Instructions for the task:
Using the material that follows, output exactly the lines from the one containing "pub fn args(&self)" through the one containing "filename crates/tether-config/src/defaults.rs", with both ends kept.

Information:
----------------------------------------
//! Loading configuration for processes that own their settings.
//!
//! Layering is delegated to `ortho_config`; see [`Config::load_from_iter`].

use std::ffi::OsString;
use std::sync::Arc;

use ortho_config::{OrthoConfig, OrthoError};

use crate::Config;

/// Loads the configuration for a client instance.
pub trait ConfigLoader: Send + Sync {
    /// Produces the resolved configuration.
    ///
    /// # Errors
    ///
    /// Returns the `ortho_config` failure when a layer is unreadable or
    /// malformed.
    fn load(&self) -> Result<Config, Arc<OrthoError>>;
}

/// Loader fed an explicit argument vector in place of the process arguments.
///
/// The first element is the program name, as with `std::env::args_os`.
#[derive(Debug, Clone, Default)]
pub struct ArgsConfigLoader {
    args: Vec<OsString>,
}

impl ArgsConfigLoader {
    /// Loader over `args`.
    #[must_use]
    pub fn new<I, T>(args: I) -> Self
    where
        I: IntoIterator<Item = T>,
        T: Into<OsString>,
    {
        Self {
            args: args.into_iter().map(Into::into).collect(),
        }
    }

    /// Arguments handed to `ortho_config`.
    #[must_use]
    pub fn args(&self) -> &[OsString] {
        &self.args
    }
}

impl ConfigLoader for ArgsConfigLoader {
    fn load(&self) -> Result<Config, Arc<OrthoError>> {
        Config::load_from_iter(self.args.iter().cloned())
    }
}
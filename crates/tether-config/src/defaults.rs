use crate::logging::LogFormat;
use crate::protocol::ProtocolKind;

/// Port used by `tcp` and `tcps` URIs that omit one.
pub const DEFAULT_TCP_PORT: u16 = 9090;

/// Port used by `http` URIs that omit one.
pub const DEFAULT_HTTP_PORT: u16 = 80;

/// Port used by `https` URIs that omit one.
pub const DEFAULT_HTTPS_PORT: u16 = 443;

/// Protocol used when `PROTOCOL_NAME` is not configured.
pub const DEFAULT_PROTOCOL: ProtocolKind = ProtocolKind::Binary;

/// Default log filter expression.
pub const DEFAULT_LOG_FILTER: &str = "info";

/// Default log filter expression.
#[must_use]
pub fn default_log_filter() -> &'static str {
    DEFAULT_LOG_FILTER
}

/// Owned log filter value used where allocation is required (e.g. serde).
#[must_use]
pub fn default_log_filter_string() -> String {
    DEFAULT_LOG_FILTER.to_owned()
}

/// Default logging format.
#[must_use]
pub fn default_log_format() -> LogFormat {
    LogFormat::Json
}

/// Owned protocol name used by serde defaults.
#[must_use]
pub fn default_protocol_name() -> String {
    DEFAULT_PROTOCOL.to_string()
}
----------------------------------------
Output for this exercise:
    pub fn args(&self) -> &[OsString] {
        &self.args
    }
}

impl ConfigLoader for ArgsConfigLoader {
    fn load(&self) -> Result<Config, Arc<OrthoError>> {
        Config::load_from_iter(self.args.iter().cloned())
    }
}
filename crates/tether-config/src/defaults.rs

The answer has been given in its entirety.